Tobacco

Graphic Warning Lawsuit Filed

Eight health groups seek to force FDA to require labels on cigarette packs

BOSTON -- Eight public health and medical groups filed a lawsuit in federal court to force the U.S. Food and Drug Administration (FDA) to require graphic health warnings on cigarette packs and advertising, according to one of the anti-smoking organizations.

Filed in a Boston federal court, the lawsuit seeks a final rule issued by the FDA requiring the warnings, referring back to the mandate of a 2009 federal law.

The groups filing the suit include the American Academy of Pediatrics, the Massachusetts Chapter of the American Academy of Pediatrics, the American Cancer Society, the American Cancer Society Cancer Action Network, the American Heart Association, the American Lung Association, the Campaign for Tobacco-Free Kids, Truth Initiative and several individual pediatricians.

The 2009 Family Smoking Prevention and Tobacco Control Act required graphic warnings covering the top half of the front and back of cigarette packs and 20% of cigarette advertising and gave the FDA until June 22, 2011, to issue a final rule requiring such warnings, according to a press release from Washington, D.C.-based Campaign for Tobacco-Free Kids.

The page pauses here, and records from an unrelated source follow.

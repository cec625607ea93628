use std::collections::HashMap;

use crate::config::LicenseFilesConfig;
use crate::models::Coordinates;

use super::LicenseFileClassifier;

/// Base names that conventionally hold license text.
const LICENSE_FILE_NAMES: &[&str] = &["license", "licence", "copying", "copyright", "notice"];
const LICENSE_FILE_SUFFIXES: &[&str] = &["", ".txt", ".md", ".html"];

/// Default [`LicenseFileClassifier`]: file-name conventions plus per-type
/// root locations (`package/` for npm, `META-INF/` for maven, ...).
#[derive(Debug, Clone, Default)]
pub struct NameClassifier {
    extra_names: Vec<String>,
    /// Per coordinates type; replaces the built-in locations for that type.
    locations: HashMap<String, Vec<String>>,
}

impl NameClassifier {
    pub fn new() -> Self {
        Self::default()
    }

    pub fn from_config(config: &LicenseFilesConfig) -> Self {
        Self {
            extra_names: config
                .extra_names
                .iter()
                .map(|n| n.to_lowercase())
                .collect(),
            locations: config.locations.clone(),
        }
    }

    fn builtin_locations(coordinates: &Coordinates) -> Vec<String> {
        match coordinates.kind.as_str() {
            "npm" => vec!["package/".to_string()],
            "maven" | "sourcearchive" => vec!["META-INF/".to_string()],
            "pypi" => vec![format!("{}-{}/", coordinates.name, coordinates.revision)],
            "go" => {
                // Go namespaces are stored URL-encoded (`github.com%2fuser`).
                let namespace = coordinates
                    .namespace
                    .as_deref()
                    .map(|ns| ns.replace("%2f", "/").replace("%2F", "/"));
                match namespace {
                    Some(ns) => vec![format!("{}/{}@{}/", ns, coordinates.name, coordinates.revision)],
                    None => vec![format!("{}@{}/", coordinates.name, coordinates.revision)],
                }
            }
            _ => Vec::new(),
        }
    }
}

impl LicenseFileClassifier for NameClassifier {
    fn is_license_file(&self, path: &str, coordinates: &Coordinates) -> bool {
        if path.is_empty() {
            return false;
        }
        let lower = path.to_lowercase();

        // Nested files only count when they sit directly under a license root.
        if let Some((parent, file_name)) = lower.rsplit_once('/') {
            let parent = format!("{parent}/");
            let under_root = self
                .license_root_locations(coordinates)
                .iter()
                .any(|root| root.to_lowercase() == parent);
            if !under_root {
                return false;
            }
            return self.matches_name(file_name);
        }

        self.matches_name(&lower)
    }

    fn license_root_locations(&self, coordinates: &Coordinates) -> Vec<String> {
        match self.locations.get(&coordinates.kind) {
            Some(configured) => configured.clone(),
            None => Self::builtin_locations(coordinates),
        }
    }
}

impl NameClassifier {
    fn matches_name(&self, file_name: &str) -> bool {
        LICENSE_FILE_NAMES
            .iter()
            .copied()
            .chain(self.extra_names.iter().map(String::as_str))
            .any(|prefix| {
                LICENSE_FILE_SUFFIXES
                    .iter()
                    .any(|suffix| file_name == format!("{prefix}{suffix}"))
            })
    }
}
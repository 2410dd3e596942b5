//! `init`/`connect`/`disconnect`/`destroy`, the async/sync request surface,
//! cancellation, and hook registration (§4.5).

// SPDX-License-Identifier: AGPL-3.0-or-later
// Copyright (C) 2012-2025 Andrei Maltsev

use std::sync::{
    Arc, RwLock,
    atomic::{AtomicU64, Ordering},
};

use tokio::sync::{Mutex, oneshot};

use crate::{
    cfg::config::ClientConfig,
    client::connection::ClientConnection,
    error::RaidError,
    hooks::{AfterRecvHook, BeforeSendHook, HookList, MsgRecvHook},
    reader::Reader,
    registry::Registry,
    transport::TcpTransport,
    writer::Writer,
};

/// The public entry point: one Raid connection to one server.
///
/// Mirrors the `Pool`/`ClientConnection` split, collapsed to a
/// single connection since Raid has no session/multi-connection pooling.
/// `connection_id` is bumped on every successful
/// `connect()`, the Rust analogue of `raid_client_t::connection_id` used by
/// callers to detect a reconnect (Raid itself never reconnects, but the
/// counter distinguishes successive `connect()` calls on a reused façade).
pub struct RaidClient {
    cfg: ClientConfig,
    connection_id: AtomicU64,
    hooks: Arc<RwLock<HookList>>,
    connection: Mutex<Option<Arc<ClientConnection<TcpTransport>>>>,
}

impl RaidClient {
    /// `raid_init(client, host, port)`: allocates client-side state, opens no
    /// socket.
    pub fn new(cfg: ClientConfig) -> Self {
        Self {
            cfg,
            connection_id: AtomicU64::new(0),
            hooks: Arc::new(RwLock::new(HookList::new())),
            connection: Mutex::new(None),
        }
    }

    pub fn add_before_send_hook(&self, hook: BeforeSendHook) {
        if let Ok(mut hooks) = self.hooks.write() {
            hooks.add_before_send(hook);
        }
    }

    pub fn add_after_recv_hook(&self, hook: AfterRecvHook) {
        if let Ok(mut hooks) = self.hooks.write() {
            hooks.add_after_recv(hook);
        }
    }

    pub fn add_msg_recv_hook(&self, hook: MsgRecvHook) {
        if let Ok(mut hooks) = self.hooks.write() {
            hooks.add_msg_recv(hook);
        }
    }

    /// Opens the TCP connection and starts the background receive loop.
    /// Fails with [`RaidError::AlreadyConnected`] if a connection is already
    /// active (§4.5).
    pub async fn connect(&self) -> Result<(), RaidError> {
        let mut guard = self.connection.lock().await;
        if guard.is_some() {
            return Err(RaidError::AlreadyConnected);
        }

        let transport = TcpTransport::connect(&self.cfg.address()).await?;
        self.connection_id.fetch_add(1, Ordering::SeqCst);

        let conn = ClientConnection::spawn(
            Arc::new(transport),
            Arc::new(Registry::new()),
            self.hooks.clone(),
            self.cfg.clone(),
        );
        *guard = Some(conn);
        Ok(())
    }

    pub async fn connected(&self) -> bool {
        match self.connection.lock().await.as_ref() {
            Some(conn) => conn.is_connected(),
            None => false,
        }
    }

    pub fn connection_id(&self) -> u64 {
        self.connection_id.load(Ordering::SeqCst)
    }

    /// Submits `writer`'s current message and returns immediately;
    /// `callback` runs on the receive task once a reply, timeout,
    /// cancellation, or disconnection resolves it.
    pub async fn request_async(
        &self,
        writer: &Writer,
        callback: crate::registry::ResponseCallback,
    ) -> Result<(), RaidError> {
        let guard = self.connection.lock().await;
        let conn = guard.as_ref().ok_or(RaidError::NotConnected)?;
        conn.request_async(writer, callback).await
    }

    /// Synchronous wrapper around [`Self::request_async`] (§4.5, §9 "cross-
    /// thread sharing of decoded values"): the response's decoded tree is
    /// handed across the oneshot channel by value rather than by a raw
    /// pointer into the receive task's state, so there is nothing to copy
    /// explicitly — `Reader` already owns its tree outright.
    pub async fn request(&self, writer: &Writer) -> Result<Reader, RaidError> {
        let (tx, rx) = oneshot::channel();
        self.request_async(
            writer,
            Box::new(move |reader, err| {
                let _ = tx.send((reader, err));
            }),
        )
        .await?;

        let (reader, err) = rx.await.map_err(|_| RaidError::NotConnected)?;
        match reader {
            Some(reader) if err.is_success() => Ok(reader),
            _ => Err(err),
        }
    }

    /// Removes a pending request before it completes on its own
    /// (`raid_cancel_request`).
    pub async fn cancel_request(&self, etag: &str) -> bool {
        match self.connection.lock().await.as_ref() {
            Some(conn) => conn.cancel_request(etag).await,
            None => false,
        }
    }

    /// Closes the transport and stops the receive task; pending requests
    /// fail with [`RaidError::NotConnected`] (§4.5).
    pub async fn disconnect(&self) -> Result<(), RaidError> {
        let mut guard = self.connection.lock().await;
        if let Some(conn) = guard.take() {
            conn.disconnect().await?;
        }
        Ok(())
    }

    /// `raid_destroy`: disconnects if still connected. There is no separate
    /// teardown step beyond that in the Rust port — `Drop` on the contained
    /// `Arc`s frees everything else once the caller drops the client.
    pub async fn destroy(self) -> Result<(), RaidError> {
        self.disconnect().await
    }
}
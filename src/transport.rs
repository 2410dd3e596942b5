//! Connect/send/recv/close with per-call send/recv timeouts and error
//! classification (§6, external collaborator made concrete).

// SPDX-License-Identifier: AGPL-3.0-or-later
// Copyright (C) 2012-2025 Andrei Maltsev

use std::{
    sync::atomic::{AtomicBool, Ordering},
    time::Duration,
};

use tokio::{
    io::{AsyncReadExt, AsyncWriteExt},
    net::{
        TcpStream,
        tcp::{OwnedReadHalf, OwnedWriteHalf},
    },
    sync::Mutex,
    time,
};

use crate::error::RaidError;

/// A reliable, in-order, byte-oriented stream with a per-send and per-recv
/// timeout (§6). Plain `async fn` in the trait (native async-trait-methods,
/// stable since Rust 1.75) rather than `#[async_trait]` boxing: callers
/// generic over `T: Transport` pay no allocation per call, and the one
/// production implementation ([`TcpTransport`]) never needs to be
/// type-erased behind `dyn`.
pub trait Transport: Send + Sync + 'static {
    fn send(
        &self,
        buf: &[u8],
        timeout: Duration,
    ) -> impl std::future::Future<Output = Result<(), RaidError>> + Send;
    fn recv(
        &self,
        buf: &mut [u8],
        timeout: Duration,
    ) -> impl std::future::Future<Output = Result<usize, RaidError>> + Send;
    fn close(&self) -> impl std::future::Future<Output = Result<(), RaidError>> + Send;
    fn is_connected(&self) -> bool;
}

/// `tokio::net::TcpStream`, split into mutex-guarded halves. Grounded on
/// `ClientConnection`'s `reader: Mutex<OwnedReadHalf>` / `writer:
/// Mutex<OwnedWriteHalf>` split, and on `raid_socket.c`'s
/// error classification: `EWOULDBLOCK`/`EAGAIN` → `RAID_RECV_TIMEOUT`, a
/// reset or orderly-close → `RAID_NOT_CONNECTED`.
pub struct TcpTransport {
    read_half: Mutex<OwnedReadHalf>,
    write_half: Mutex<OwnedWriteHalf>,
    connected: AtomicBool,
}

impl TcpTransport {
    pub async fn connect(addr: &str) -> Result<Self, RaidError> {
        let stream = TcpStream::connect(addr)
            .await
            .map_err(|e| classify_connect_err(&e))?;
        let _ = stream.set_nodelay(true);
        let (read_half, write_half) = stream.into_split();
        Ok(Self {
            read_half: Mutex::new(read_half),
            write_half: Mutex::new(write_half),
            connected: AtomicBool::new(true),
        })
    }
}

impl Transport for TcpTransport {
    async fn send(&self, buf: &[u8], timeout: Duration) -> Result<(), RaidError> {
        let mut w = self.write_half.lock().await;
        match time::timeout(timeout, w.write_all(buf)).await {
            Ok(Ok(())) => Ok(()),
            Ok(Err(e)) => {
                let err = RaidError::from_send_io_error(&e);
                if err == RaidError::NotConnected {
                    self.connected.store(false, Ordering::SeqCst);
                }
                Err(err)
            },
            Err(_elapsed) => Err(RaidError::SocketError),
        }
    }

    async fn recv(&self, buf: &mut [u8], timeout: Duration) -> Result<usize, RaidError> {
        let mut r = self.read_half.lock().await;
        match time::timeout(timeout, r.read(buf)).await {
            Ok(Ok(0)) => {
                self.connected.store(false, Ordering::SeqCst);
                Err(RaidError::NotConnected)
            },
            Ok(Ok(n)) => Ok(n),
            Ok(Err(e)) => {
                let err = RaidError::from_recv_io_error(&e);
                if err == RaidError::NotConnected {
                    self.connected.store(false, Ordering::SeqCst);
                }
                Err(err)
            },
            Err(_elapsed) => Err(RaidError::RecvTimeout),
        }
    }

    async fn close(&self) -> Result<(), RaidError> {
        self.connected.store(false, Ordering::SeqCst);
        let mut w = self.write_half.lock().await;
        w.shutdown().await.map_err(|_| RaidError::CloseError)
    }

    fn is_connected(&self) -> bool {
        self.connected.load(Ordering::SeqCst)
    }
}

fn classify_connect_err(e: &std::io::Error) -> RaidError {
    use std::io::ErrorKind as K;
    match e.kind() {
        K::InvalidInput | K::AddrNotAvailable => RaidError::InvalidAddress,
        _ => RaidError::ConnectError,
    }
}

While the FDA met that deadline, the specific graphic warnings required by the FDA were struck down in August 2012 by a three-judge panel of the U.S. Court of Appeals for the D.C. Circuit, which ruled 2-1 that the proposed warnings violated the First Amendment. The ruling only applied to the specific images proposed by the FDA and did not address the law’s underlying requirement, the release said.

Ruling in a separate case in March 2012, the U.S. Court of Appeals for the Sixth Circuit upheld the law’s requirement for graphic warnings, finding that this provision did not violate the First Amendment. That court found the warnings “are reasonably related to the government’s interest in preventing consumer deception and are therefore constitutional.” The U.S. Supreme Court declined to hear a tobacco industry appeal of this ruling.

Taken together, these two federal court decisions mean the FDA is still legally obligated to require graphic health warnings and the agency is free to use different images than those struck down by the D.C. Circuit in 2012.

The FDA stated in March 2013 that it planned to issue a new rule requiring graphic warnings, but has yet to act, resulting in the lawsuit, according to the release. The lawsuit was filed in the U.S. District Court for the District of Massachusetts.